La película muestra hasta qué punto la calle se presenta como una mejor opción para ella, no sólo que cualquier institución, sino también que cualquier propuesta de estabilidad que implique detener el vagabundeo. Hacerse de un hogar es transar con la quietud, y con ella, con máximas que no está dispuesta a aceptar. Si para dormir bajo techo hay que aguantar las requisas y aceptar la voz de mando, prefiere no hacerlo. Esas cosas que “hay que hacer” por casa y comida —convertirse en la compañera sexual de alguien a quien no desea, o aceptar violencias— no son opción.

Casi toda la película de algún modo se trata de su relación con la ciudad: el yire de la Raulito por estaciones, descampados del sur de la Ciudad, y parrillas donde la invitan.
La escena final transcurre en Miramar. Su compañera ocasional es otra niña, con seudónimo, Medio Pollo, y camuflada más allá de los indicios del género. La Raulito se refleja en la versión de ella misma, pero todavía más infantil, que representa Medio Pollo. Llegan como polizonas en un tren, se esconden en el baño, viven un día de alegría. Dos chicas de la calle ven el mar por primera vez. Juegan entre los médanos, se mojan los pies, pelotean.

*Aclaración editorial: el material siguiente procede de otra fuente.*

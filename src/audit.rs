//! Append-only audit log.
//!
//! Every accepted delivery and every state transition appends exactly one
//! record; records are never edited or removed, and sequence numbers increase
//! monotonically. The log is the sole source of historical truth.
//!
//! The durable form is JSON Lines: one record per line, fsynced on append.
//! The format is crash-safe because complete lines are always valid JSON and
//! a partial line from a crash mid-write is detected and truncated on
//! startup. An in-memory mirror serves the read-only query surface.

use std::fs::{self, File, OpenOptions};
use std::io::{self, Write};
use std::path::{Path, PathBuf};
use std::sync::Mutex;

use chrono::{DateTime, Utc};
use serde::{Deserialize, Serialize};
use thiserror::Error;
use tracing::warn;

use crate::types::{DeliveryId, PrNumber, PrSummary};

/// Errors that can occur during audit log operations.
#[derive(Debug, Error)]
pub enum AuditError {
    #[error("IO error: {0}")]
    Io(#[from] io::Error),

    #[error("JSON error: {0}")]
    Json(#[from] serde_json::Error),
}

/// Result type for audit log operations.
pub type Result<T> = std::result::Result<T, AuditError>;

/// One immutable audit log entry.
#[derive(Debug, Clone, PartialEq, Eq, Serialize, Deserialize)]
pub struct AuditRecord {
    /// Monotonically increasing sequence number; the sole ordering guarantee.
    pub seq: u64,
    /// When the record was appended.
    pub ts: DateTime<Utc>,
    /// The delivery that caused this record, when one did. Queue-worker
    /// transitions (merge start/completion) have no triggering delivery.
    pub delivery_id: Option<DeliveryId>,
    /// The derived event name (e.g., "pull_request_opened", "merge_failed").
    pub event: String,
    /// The affected PR, when the record concerns one.
    pub pr_number: Option<PrNumber>,
    /// Minimal PR snapshot before the transition.
    pub before: Option<PrSummary>,
    /// Minimal PR snapshot after the transition.
    pub after: Option<PrSummary>,
    /// Human-readable outcome detail (eligibility reason, error message, ...).
    pub detail: Option<String>,
}

/// The mutable fields of a record about to be appended.
///
/// `seq` and `ts` are assigned by the log at append time.
#[derive(Debug, Clone, Default)]
pub struct NewAuditRecord {
    pub delivery_id: Option<DeliveryId>,
    pub event: String,
    pub pr_number: Option<PrNumber>,
    pub before: Option<PrSummary>,
    pub after: Option<PrSummary>,
    pub detail: Option<String>,
}

impl NewAuditRecord {
    pub fn event(event: impl Into<String>) -> Self {
        NewAuditRecord {
            event: event.into(),
            ..Default::default()
        }
    }

    pub fn delivery(mut self, id: DeliveryId) -> Self {
        self.delivery_id = Some(id);
        self
    }

    pub fn pr(mut self, number: PrNumber) -> Self {
        self.pr_number = Some(number);
        self
    }

    pub fn before(mut self, summary: Option<PrSummary>) -> Self {
        self.before = summary;
        self
    }

    pub fn after(mut self, summary: PrSummary) -> Self {
        self.after = Some(summary);
        self
    }

    pub fn detail(mut self, detail: impl Into<String>) -> Self {
        self.detail = Some(detail.into());
        self
    }
}

struct AuditLogInner {
    /// Open append handle; `None` for an in-memory log.
    file: Option<File>,
    next_seq: u64,
    records: Vec<AuditRecord>,
}

/// The append-only audit log with its in-memory mirror.
pub struct AuditLog {
    inner: Mutex<AuditLogInner>,
    path: Option<PathBuf>,
}

impl AuditLog {
    /// Opens (or creates) a durable log at `path`, replaying existing records.
    ///
    /// A torn final line (crash mid-write) is truncated away so the file
    /// always contains a valid prefix of records.
    pub fn open(path: impl AsRef<Path>) -> Result<Self> {
        let path = path.as_ref().to_path_buf();
        if let Some(parent) = path.parent() {
            fs::create_dir_all(parent)?;
        }

        let (records, valid_len, file_len) = replay(&path)?;
        if valid_len < file_len {
            warn!(
                path = %path.display(),
                dropped_bytes = file_len - valid_len,
                "truncating torn tail of audit log"
            );
            let f = OpenOptions::new().write(true).open(&path)?;
            f.set_len(valid_len)?;
            f.sync_all()?;
        }

        let file = OpenOptions::new().create(true).append(true).open(&path)?;
        let next_seq = records.last().map(|r| r.seq + 1).unwrap_or(0);

        Ok(AuditLog {
            inner: Mutex::new(AuditLogInner {
                file: Some(file),
                next_seq,
                records,
            }),
            path: Some(path),
        })
    }

    /// Creates a log with no durable backing. Used in tests and dry runs.
    pub fn in_memory() -> Self {
        AuditLog {
            inner: Mutex::new(AuditLogInner {
                file: None,
                next_seq: 0,
                records: Vec::new(),
            }),
            path: None,
        }
    }

    /// Appends a record, assigning the next sequence number and timestamp.
    ///
    /// The record is durably written (fsynced) before this returns.
    pub fn append(&self, new: NewAuditRecord) -> Result<AuditRecord> {
        let mut inner = self.inner.lock().expect("audit log lock poisoned");

        let record = AuditRecord {
            seq: inner.next_seq,
            ts: Utc::now(),
            delivery_id: new.delivery_id,
            event: new.event,
            pr_number: new.pr_number,
            before: new.before,
            after: new.after,
            detail: new.detail,
        };

        if let Some(file) = inner.file.as_mut() {
            let json = serde_json::to_string(&record)?;
            writeln!(file, "{}", json)?;
            file.sync_all()?;
        }

        inner.next_seq += 1;
        inner.records.push(record.clone());
        Ok(record)
    }

    /// All records for the given PR, in sequence order.
    pub fn for_pr(&self, number: PrNumber) -> Vec<AuditRecord> {
        self.inner
            .lock()
            .expect("audit log lock poisoned")
            .records
            .iter()
            .filter(|r| r.pr_number == Some(number))
            .cloned()
            .collect()
    }

    /// The most recent `limit` records, in sequence order.
    pub fn recent(&self, limit: usize) -> Vec<AuditRecord> {
        let inner = self.inner.lock().expect("audit log lock poisoned");
        let start = inner.records.len().saturating_sub(limit);
        inner.records[start..].to_vec()
    }

    /// Total number of records.
    pub fn len(&self) -> usize {
        self.inner
            .lock()
            .expect("audit log lock poisoned")
            .records
            .len()
    }

    pub fn is_empty(&self) -> bool {
        self.len() == 0
    }

    /// The next sequence number that will be assigned.
    pub fn next_seq(&self) -> u64 {
        self.inner.lock().expect("audit log lock poisoned").next_seq
    }

    /// Path of the durable log file, if any.
    pub fn path(&self) -> Option<&Path> {
        self.path.as_deref()
    }
}

/// Replays a log file.
///
/// Returns `(records, valid_len, file_len)`: the parsed records, the byte
/// length of the valid prefix, and the file's total length. A line that does
/// not parse (torn write) ends the valid prefix.
fn replay(path: &Path) -> Result<(Vec<AuditRecord>, u64, u64)> {
    if !path.exists() {
        return Ok((Vec::new(), 0, 0));
    }

    let content = fs::read(path)?;
    let file_len = content.len() as u64;

    let mut records = Vec::new();
    let mut valid_len = 0u64;
    for line in content.split_inclusive(|b| *b == b'\n') {
        let Some(body) = line.strip_suffix(b"\n") else {
            // No trailing newline: a write was interrupted.
            break;
        };
        match serde_json::from_slice::<AuditRecord>(body) {
            Ok(record) => {
                records.push(record);
                valid_len += line.len() as u64;
            }
            Err(_) => break,
        }
    }

    Ok((records, valid_len, file_len))
}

De pronto llega la policía. Y la Raulito protagoniza, como una presa de caza, otra vez una persecución. En ese final, con Medio Pollo en brazos, la Raulito avanza contra el viento y las cortinas de arena. Las sirenas se escuchan a lo lejos. Las fuerzas del orden se acercan. La vagabunda más lúcida de la historia del cine nacional parece estar, una vez más, rodeada. Aun así, no da la impresión de que vaya a acatar la voz de alto. No parece dispuesta a entregarse, por más que tenga que arrastrar a su pequeña amiga en brazos. No va a parar, aunque deba cargar con el peso de todo un mundo a contramano.